As of this writing, most genetic music is concerned with the stretches of DNA that code for proteins. I have no particular objection to this approach, but my interest in rhythm las led me to focus on the vast regions of the human genome that do NOT generate proteins.

Because they have no immediately apparent purpose, these stretches of DNA are sometimes referred to as nonsense or junk DNA. Nonsense DNA attracts me for a couple of reasons. For one thing, it repeats its pattern many times along the strand where it appears. It also makes up a large portion of the human genome.

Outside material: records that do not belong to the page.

use std::path::Path;
use std::sync::Arc;

use async_trait::async_trait;
use sqlx::PgPool;
use tokio::sync::mpsc;

use crate::repositories::course::CourseContent;
use crate::repositories::payments::{CloudPaymentsApi, PgPaymentStore};
use crate::repositories::referrals::PgReferralLedger;
use crate::repositories::users::PgUserStore;
use crate::repositories::RepositoryError;
use crate::settings::Settings;

pub mod chat;
pub mod http;
pub mod notifier;
pub mod registration;
pub mod subscriptions;

#[derive(Debug, thiserror::Error)]
pub enum ServiceError {
    #[error("Not found: {0}")]
    NotFound(String),
    #[error("Validation error: {0}")]
    Validation(String),
    #[error("Conflict: {0}")]
    Conflict(String),
    #[error("Database error: {0}")]
    Database(String),
    #[error("Communication error: {0} - {1}")]
    Communication(String, String),
}

impl From<RepositoryError> for ServiceError {
    fn from(err: RepositoryError) -> Self {
        match err {
            RepositoryError::NotFound(what) => ServiceError::NotFound(what),
            RepositoryError::Conflict(what) => ServiceError::Conflict(what),
            RepositoryError::Validation(what) => ServiceError::Validation(what),
            RepositoryError::Database(e) => ServiceError::Database(e.to_string()),
        }
    }
}

#[async_trait]
pub trait RequestHandler<T>: Send + Sync + 'static
where
    T: Send + 'static,
{
    async fn handle_request(&self, request: T);
}

#[async_trait]
pub trait Service<T, H>: Send + Sync + 'static
where
    T: Send + 'static,
    H: RequestHandler<T> + Clone + Send,
{
    async fn run(&mut self, handler: H, receiver: &mut mpsc::Receiver<T>) {
        while let Some(request) = receiver.recv().await {
            let handler = handler.clone();

            tokio::spawn(async move {
                handler.handle_request(request).await;
            });
        }
    }
}

/// Channel ends handed back to the embedding transport. The chat transport
/// feeds registration events through `registration`; payment webhooks are
/// served by the HTTP listener started here.
pub struct ServiceChannels {
    pub registration: mpsc::Sender<registration::RegistrationRequest>,
}

pub async fn start_services(
    pool: PgPool,
    settings: Settings,
) -> Result<ServiceChannels, anyhow::Error> {
    let (registration_tx, mut registration_rx) = mpsc::channel(512);
    let (subscription_tx, mut subscription_rx) = mpsc::channel(512);

    let users = Arc::new(PgUserStore::new(pool.clone()));
    let payments = Arc::new(PgPaymentStore::new(pool.clone()));
    let referrals = Arc::new(PgReferralLedger::new(pool));

    let course = Arc::new(CourseContent::load(Path::new(&settings.course.lessons_file))?);
    log::info!("Loaded {} course lessons.", course.len());

    let gateway = Arc::new(CloudPaymentsApi::new(
        settings.cloudpayments.public_id.clone(),
        settings.cloudpayments.api_secret.clone(),
        settings.cloudpayments.sandbox,
    ));
    let notifier = Arc::new(notifier::TelegramNotifier::new(
        settings.telegram.token.clone(),
    ));
    let chat_backend = Arc::new(chat::OpenAiApi::new(
        settings.openai.api_key.clone(),
        settings.openai.model.clone(),
    ));

    println!("[*] Starting subscription service.");
    let mut subscription_service = subscriptions::SubscriptionService::new();
    let subscription_handler = subscriptions::SubscriptionRequestHandler::new(
        users.clone(),
        payments,
        referrals,
        course,
        gateway.clone(),
        notifier.clone(),
        settings.tariffs.clone(),
    );
    tokio::spawn(async move {
        subscription_service
            .run(subscription_handler, &mut subscription_rx)
            .await;
    });

    println!("[*] Starting registration service.");
    let mut registration_service = registration::RegistrationService::new();
    let registration_handler = registration::RegistrationRequestHandler::new(
        users,
        notifier,
        chat_backend,
        subscription_tx.clone(),
        settings.tariffs.clone(),
        settings.telegram.bot_username.clone(),
        settings.privacy.policy_url.clone(),
    );
    tokio::spawn(async move {
        registration_service
            .run(registration_handler, &mut registration_rx)
            .await;
    });

    println!("[*] Starting HTTP server.");
    let bind = settings.http.bind.clone();
    tokio::spawn(async move {
        http::start_http_server(&bind, subscription_tx, gateway)
            .await
            .expect("Could not start HTTP server.");
    });

    println!("[SUCCESS] Started services.");
    Ok(ServiceChannels {
        registration: registration_tx,
    })
}
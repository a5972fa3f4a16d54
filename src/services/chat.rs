use async_trait::async_trait;
use serde_json::json;

/// Answer generation behind the subscription gate.
#[async_trait]
pub trait ChatBackend: Send + Sync {
    async fn respond(&self, user_id: i64, text: &str) -> Result<String, anyhow::Error>;
}

pub struct OpenAiApi {
    client: reqwest::Client,
    api_key: String,
    model: String,
}

impl OpenAiApi {
    pub fn new(api_key: String, model: String) -> Self {
        Self {
            client: reqwest::Client::new(),
            api_key,
            model,
        }
    }
}

#[async_trait]
impl ChatBackend for OpenAiApi {
    async fn respond(&self, user_id: i64, text: &str) -> Result<String, anyhow::Error> {
        if self.api_key.is_empty() {
            // Unconfigured deployments still answer, with a canned reply.
            log::info!("Chat backend not configured, canned reply for user {}", user_id);
            return Ok(format!(
                "🤖 <b>The assistant is not configured yet.</b>\n\n\
                 Your message: <i>{}</i>\n\n\
                 A real answer will appear here once the API key is set up.",
                text
            ));
        }

        let payload = json!({
            "model": self.model,
            "messages": [{"role": "user", "content": text}],
        });

        let response: serde_json::Value = self
            .client
            .post("https://api.openai.com/v1/chat/completions")
            .bearer_auth(&self.api_key)
            .json(&payload)
            .send()
            .await?
            .json()
            .await?;

        match response["choices"][0]["message"]["content"].as_str() {
            Some(answer) => Ok(answer.to_string()),
            None => anyhow::bail!("OpenAI: bad response format: {}", response),
        }
    }
}

#[cfg(test)]
pub struct EchoChat;

#[cfg(test)]
#[async_trait]
impl ChatBackend for EchoChat {
    async fn respond(&self, _user_id: i64, text: &str) -> Result<String, anyhow::Error> {
        Ok(format!("echo: {}", text))
    }
}
use clap::Parser;
use sqlx::postgres::PgPoolOptions;

mod models;
mod repositories;
pub mod services;
pub mod settings;

#[derive(Parser)]
#[command(about = "Subscription-gated course bot backend")]
struct Cli {
    /// Path to the TOML configuration file.
    #[arg(long, default_value = "config.toml")]
    config: String,
    /// Path to the log4rs configuration file.
    #[arg(long, default_value = "log4rs.yaml")]
    log_config: String,
}

#[tokio::main]
async fn main() {
    let cli = Cli::parse();
    dotenv::dotenv().ok();
    log4rs::init_file(&cli.log_config, Default::default()).expect("Could not set up logging.");

    let config = settings::Settings::from_file(&cli.config).expect("Could not load config file.");
    let conn = PgPoolOptions::new()
        .max_connections(5)
        .connect(&config.postgres.url)
        .await
        .expect("Could not connect to database.");

    sqlx::migrate!("./migrations")
        .run(&conn)
        .await
        .expect("Could not run database migrations.");

    println!("[*] Starting services.");
    // Holds the inbound event senders; dropping them would stop the services.
    let _channels = services::start_services(conn, config)
        .await
        .expect("Could not start services.");

    tokio::signal::ctrl_c()
        .await
        .expect("Could not listen for shutdown signal.");
    println!("[*] Shutting down.");
}
use chrono::{DateTime, Utc};
use sqlx::FromRow;

/// Append-only audit row written whenever a referral bonus is credited.
#[derive(Clone, Debug, FromRow)]
pub struct ReferralEntry {
    pub id: i64,
    pub referrer_phone: String,
    pub referred_phone: String,
    pub bonus_amount: i64,
    pub created_at: DateTime<Utc>,
}
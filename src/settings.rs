use config::{Config, ConfigError, File};
use serde::Deserialize;

use crate::models::payments::Tariff;

#[derive(Clone, Debug, Deserialize)]
pub struct Postgres {
    pub url: String,
}

#[derive(Clone, Debug, Deserialize)]
pub struct Http {
    pub bind: String,
}

#[derive(Clone, Debug, Deserialize)]
pub struct Telegram {
    pub token: String,
    pub bot_username: String,
}

#[derive(Clone, Debug, Deserialize)]
pub struct CloudPayments {
    pub public_id: String,
    pub api_secret: String,
    /// Sandbox vs live gateway endpoint. Nothing else may influence the
    /// endpoint choice.
    pub sandbox: bool,
}

#[derive(Clone, Debug, Deserialize)]
pub struct Tariffs {
    pub tariff1_price: i64,
    pub tariff2_price: i64,
    pub referral_bonus: i64,
    pub duration_days: i64,
}

impl Tariffs {
    pub fn price(&self, tariff: Tariff) -> i64 {
        match tariff {
            Tariff::Basic => self.tariff1_price,
            Tariff::Premium => self.tariff2_price,
        }
    }
}

#[derive(Clone, Debug, Deserialize)]
pub struct Course {
    pub lessons_file: String,
}

#[derive(Clone, Debug, Default, Deserialize)]
pub struct OpenAi {
    #[serde(default)]
    pub api_key: String,
    #[serde(default = "default_openai_model")]
    pub model: String,
}

fn default_openai_model() -> String {
    "gpt-4o-mini".to_string()
}

#[derive(Clone, Debug, Deserialize)]
pub struct Privacy {
    pub policy_url: String,
}

#[derive(Clone, Debug, Deserialize)]
pub struct Settings {
    pub postgres: Postgres,
    pub http: Http,
    pub telegram: Telegram,
    pub cloudpayments: CloudPayments,
    pub tariffs: Tariffs,
    pub course: Course,
    #[serde(default)]
    pub openai: OpenAi,
    pub privacy: Privacy,
}

impl Settings {
    pub fn from_file(path: &str) -> Result<Self, ConfigError> {
        let config = Config::builder().add_source(File::with_name(path)).build()?;

        config.try_deserialize()
    }
}
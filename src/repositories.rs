pub mod course;
pub mod payments;
pub mod referrals;
pub mod users;

#[cfg(test)]
pub mod memory;

#[derive(Debug, thiserror::Error)]
pub enum RepositoryError {
    #[error("not found: {0}")]
    NotFound(String),
    #[error("conflict: {0}")]
    Conflict(String),
    #[error("validation: {0}")]
    Validation(String),
    #[error("database error: {0}")]
    Database(#[from] sqlx::Error),
}
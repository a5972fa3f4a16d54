pub mod events;
pub mod payments;
pub mod referrals;
pub mod users;
use super::payments::Tariff;

/// Who an inbound chat event came from, as reported by the transport.
#[derive(Clone, Debug)]
pub struct ChatUser {
    pub user_id: i64,
    pub username: Option<String>,
    pub first_name: Option<String>,
}

/// Inbound chat events, one variant per thing a transport can deliver.
/// The registration service is the single consumer.
#[derive(Clone, Debug)]
pub enum InboundEvent {
    /// `/start`, optionally carrying a deep-link payload such as `r79123456789`.
    Start { deep_link: Option<String> },
    /// "Yes, a friend invited me."
    ReferrerConfirmed,
    /// "No referrer" or an explicit skip.
    ReferrerSkipped,
    /// Free-text phone number entered while we wait for the referrer's number.
    ReferrerPhoneEntered { phone: String },
    ConsentAgreed,
    ConsentDeclined,
    /// Contact shared through the transport; `contact_owner_id` is the id the
    /// transport says the contact belongs to.
    PhoneShared { phone: String, contact_owner_id: i64 },
    ChatMessage { text: String },
    BuyTariff { tariff: Tariff },
    Profile,
    ReferralInfo,
}

/// Extracts a referrer phone out of a `/start` deep-link parameter.
/// The parameter format is `r<digits>`, e.g. `r79123456789` -> `+79123456789`.
pub fn referrer_phone_from_param(param: &str) -> Option<String> {
    let digits = param.strip_prefix('r')?;
    let phone = format!("+{}", digits);
    if super::users::is_phone_number(&phone) {
        Some(phone)
    } else {
        None
    }
}
use chrono::{DateTime, Utc};
use serde::{Deserialize, Serialize};
use sqlx::postgres::PgRow;
use sqlx::{FromRow, Row};

/// The two purchasable tariffs. `Basic` buys 30 days of chat access,
/// `Premium` additionally releases one course lesson per payment cycle.
#[derive(Clone, Copy, Debug, PartialEq, Eq, Deserialize, Serialize)]
pub enum Tariff {
    Basic,
    Premium,
}

impl Tariff {
    pub fn code(&self) -> i16 {
        match self {
            Tariff::Basic => 1,
            Tariff::Premium => 2,
        }
    }

    pub fn from_code(code: i64) -> Option<Self> {
        match code {
            1 => Some(Tariff::Basic),
            2 => Some(Tariff::Premium),
            _ => None,
        }
    }

    pub fn name(&self) -> &'static str {
        match self {
            Tariff::Basic => "Tariff 1 (Basic)",
            Tariff::Premium => "Tariff 2 (Premium)",
        }
    }
}

#[derive(Clone, Copy, Debug, PartialEq, Eq)]
pub enum PaymentStatus {
    Pending,
    Completed,
}

impl PaymentStatus {
    pub fn parse(s: &str) -> Option<Self> {
        match s {
            "pending" => Some(PaymentStatus::Pending),
            "completed" => Some(PaymentStatus::Completed),
            _ => None,
        }
    }
}

/// One payment record. `amount` is the amount actually charged, after the
/// `discount` taken from the payer's referral balance was applied. Status
/// only ever moves `pending -> completed`.
#[derive(Clone, Debug)]
pub struct Payment {
    pub payment_id: String,
    pub user_id: i64,
    pub amount: i64,
    pub discount: i64,
    pub tariff: Tariff,
    pub status: PaymentStatus,
    pub created_at: DateTime<Utc>,
}

impl FromRow<'_, PgRow> for Payment {
    fn from_row(row: &PgRow) -> Result<Self, sqlx::Error> {
        let tariff_code: i16 = row.try_get("tariff_type")?;
        let tariff = Tariff::from_code(tariff_code as i64).ok_or_else(|| {
            sqlx::Error::ColumnDecode {
                index: "tariff_type".to_string(),
                source: format!("unknown tariff code {}", tariff_code).into(),
            }
        })?;

        let status_raw: String = row.try_get("status")?;
        let status =
            PaymentStatus::parse(&status_raw).ok_or_else(|| sqlx::Error::ColumnDecode {
                index: "status".to_string(),
                source: format!("unknown payment status {:?}", status_raw).into(),
            })?;

        Ok(Payment {
            payment_id: row.try_get("payment_id")?,
            user_id: row.try_get("user_id")?,
            amount: row.try_get("amount")?,
            discount: row.try_get("discount")?,
            tariff,
            status,
            created_at: row.try_get("created_at")?,
        })
    }
}

/// Outcome of a purchase initiation: where to send the user, and what the
/// charge breaks down to.
#[derive(Clone, Debug)]
pub struct PaymentLink {
    pub payment_id: String,
    pub url: String,
    pub amount: i64,
    pub discount: i64,
}
use std::fs;
use std::path::Path;

use anyhow::Context;

/// Drip-fed course inventory for the premium tariff, loaded once at startup.
/// One lesson per line; blank lines and `#` comments are skipped.
pub struct CourseContent {
    lessons: Vec<String>,
}

impl CourseContent {
    pub fn new(lessons: Vec<String>) -> Self {
        Self { lessons }
    }

    pub fn load(path: &Path) -> Result<Self, anyhow::Error> {
        let raw = fs::read_to_string(path)
            .with_context(|| format!("could not read course file {}", path.display()))?;

        let lessons = raw
            .lines()
            .map(str::trim)
            .filter(|line| !line.is_empty() && !line.starts_with('#'))
            .map(str::to_string)
            .collect();

        Ok(Self { lessons })
    }

    /// 1-based lookup matching the drip counter.
    pub fn lesson(&self, number: i32) -> Option<&str> {
        if number < 1 {
            return None;
        }

        self.lessons.get(number as usize - 1).map(String::as_str)
    }

    pub fn len(&self) -> usize {
        self.lessons.len()
    }

    pub fn is_empty(&self) -> bool {
        self.lessons.is_empty()
    }
}
//! Blob store for uploaded story slides.
//!
//! Slides live in one namespace (directory) per nightline, named after the status they
//! belong to: `{root}/{nightline}/{status}.{ext}`. The core only talks to the
//! [`BlobStore`] trait; [`FsBlobStore`] is the filesystem implementation used in production.

use crate::errors::{Error, Result};
use async_trait::async_trait;
use std::path::{Path, PathBuf};
use tracing::{debug, error, info, warn};

/// Image extensions accepted for story slides (compared case-insensitively).
pub const ALLOWED_IMAGE_EXTENSIONS: [&str; 3] = ["png", "jpg", "jpeg"];

const PNG_MAGIC: &[u8] = &[0x89, b'P', b'N', b'G', b'\r', b'\n', 0x1a, b'\n'];
const JPEG_MAGIC: &[u8] = &[0xff, 0xd8, 0xff];

/// Returns the lowercased extension of `filename` if it is on the allow-list.
///
/// # Errors
/// Returns [`Error::Validation`] for a missing or disallowed extension.
pub fn validate_file_extension(filename: &str) -> Result<String> {
    let extension = Path::new(filename)
        .extension()
        .and_then(|ext| ext.to_str())
        .map(str::to_ascii_lowercase)
        .ok_or_else(|| Error::validation(format!("File '{filename}' has no extension")))?;

    if ALLOWED_IMAGE_EXTENSIONS.contains(&extension.as_str()) {
        Ok(extension)
    } else {
        warn!("Invalid file extension for file: {}", filename);
        Err(Error::validation(format!(
            "Unsupported image type '{extension}', allowed: {}",
            ALLOWED_IMAGE_EXTENSIONS.join(", ")
        )))
    }
}

/// Checks that the bytes look like the image type announced by `extension`.
///
/// # Errors
/// Returns [`Error::Validation`] when the content does not start with the PNG or JPEG signature.
pub fn validate_image_content(data: &[u8], extension: &str) -> Result<()> {
    let matches = match extension {
        "png" => data.starts_with(PNG_MAGIC),
        "jpg" | "jpeg" => data.starts_with(JPEG_MAGIC),
        _ => false,
    };
    if matches {
        Ok(())
    } else {
        Err(Error::validation("Invalid image content"))
    }
}

/// Storage backend for slide images.
#[async_trait]
pub trait BlobStore: Send + Sync {
    /// Directory holding all slides of one nightline.
    fn namespace_path(&self, namespace: &str) -> PathBuf;

    /// Creates the namespace directory if it does not exist yet.
    async fn ensure_namespace(&self, namespace: &str) -> Result<PathBuf>;

    /// Returns the first existing `{base_path}.{ext}` over the allowed extensions.
    async fn exists_with_any_allowed_extension(&self, base_path: &Path) -> Result<Option<PathBuf>>;

    /// Writes `data` to `path`, replacing any file there.
    async fn write(&self, data: &[u8], path: &Path) -> Result<()>;

    /// Moves a file, replacing the destination.
    async fn rename(&self, from: &Path, to: &Path) -> Result<()>;

    /// Removes the file at `path`; a missing file is an error.
    async fn delete(&self, path: &Path) -> Result<()>;

    /// Reads the whole file at `path`.
    async fn read(&self, path: &Path) -> Result<Vec<u8>>;
}

/// [`BlobStore`] backed by a local directory tree.
#[derive(Debug, Clone)]
pub struct FsBlobStore {
    root: PathBuf,
}

impl FsBlobStore {
    /// Creates a store rooted at `root`; the directory is created lazily.
    pub fn new(root: impl Into<PathBuf>) -> Self {
        Self { root: root.into() }
    }
}

fn storage_error(action: &str, path: &Path, e: &std::io::Error) -> Error {
    Error::Storage {
        message: format!("Failed to {action} '{}': {e}", path.display()),
    }
}

#[async_trait]
impl BlobStore for FsBlobStore {
    fn namespace_path(&self, namespace: &str) -> PathBuf {
        self.root.join(namespace)
    }

    async fn ensure_namespace(&self, namespace: &str) -> Result<PathBuf> {
        let path = self.namespace_path(namespace);
        if tokio::fs::try_exists(&path).await.unwrap_or(false) {
            return Ok(path);
        }
        tokio::fs::create_dir_all(&path).await.map_err(|e| {
            error!("Error creating storage directory '{}': {}", path.display(), e);
            storage_error("create directory", &path, &e)
        })?;
        info!("Storage directory created at: {}", path.display());
        Ok(path)
    }

    async fn exists_with_any_allowed_extension(&self, base_path: &Path) -> Result<Option<PathBuf>> {
        for ext in ALLOWED_IMAGE_EXTENSIONS {
            let candidate = base_path.with_extension(ext);
            let exists = tokio::fs::try_exists(&candidate)
                .await
                .map_err(|e| storage_error("inspect", &candidate, &e))?;
            if exists {
                debug!("Found an already existing file: '{}'", candidate.display());
                return Ok(Some(candidate));
            }
        }
        Ok(None)
    }

    async fn write(&self, data: &[u8], path: &Path) -> Result<()> {
        tokio::fs::write(path, data).await.map_err(|e| {
            error!("Error saving file '{}': {}", path.display(), e);
            storage_error("write", path, &e)
        })?;
        debug!("File saved successfully: {}", path.display());
        Ok(())
    }

    async fn rename(&self, from: &Path, to: &Path) -> Result<()> {
        tokio::fs::rename(from, to)
            .await
            .map_err(|e| storage_error("move file to", to, &e))
    }

    async fn delete(&self, path: &Path) -> Result<()> {
        if !tokio::fs::try_exists(path).await.unwrap_or(false) {
            warn!("File '{}' does not exist", path.display());
            return Err(Error::Storage {
                message: format!("File '{}' does not exist", path.display()),
            });
        }
        tokio::fs::remove_file(path).await.map_err(|e| {
            error!("Error removing file '{}': {}", path.display(), e);
            storage_error("remove", path, &e)
        })?;
        info!("File '{}' removed successfully", path.display());
        Ok(())
    }

    async fn read(&self, path: &Path) -> Result<Vec<u8>> {
        tokio::fs::read(path)
            .await
            .map_err(|e| storage_error("read", path, &e))
    }
}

If one is exploring rhythmic patterns, as I am, then these are good conditions indeed. A nonsense pattern will be long enough to elude instant identification yet short enough to become familiar on repeated listening. It can thus be repeated for long periods of time and still be interesting to the ear. In other words, the main characteristics of nonsense DNA make a good match with the aesthetic demands of rhythmically based music.

The source material for “A Thousand Apologies” is one of the so-called Alu sequences, which are the most common non-coding DNA sequences in the human genome.

In converting this sequence into an audible rhythm, I made some personal selections, as anyone engaged in genetic music must.

I employed the concept of a metrical model as described in “A Striking Resemblance,” although rather than using stressed and unstressed tones, I used two tones a half-step apart, which approximate the qualities of stress and non-stress. (The ear hears the higher tone as an accented tone.)

In keeping with the behavior of a replicon, I translated in two opposing directions from a midpoint in the genetic sequence and so created two voices. Then, in a crude mimickry of biology, I doubled these two voices and introduced them at different times, as in a round. So there are really two identical Alu “duets” playing on this sample. This choice conforms to the behavior of replication, during which many Alu sequences are being activated within the nucleus at any given time.

Some of my choices amount to outright liberties. I standardized the “four-beat/pause” pattern observed in DNA dissociation as “four-beats sounded/two-beats silent” -- purely a convention on my part. For timbre, I chose a DJ scratch sample, then alternated it with the sound of a drum kit. I did this partly for fun, but also to allow the listener to hear when the sequence repeats.

The sample contains the Alu sequence repeated three times.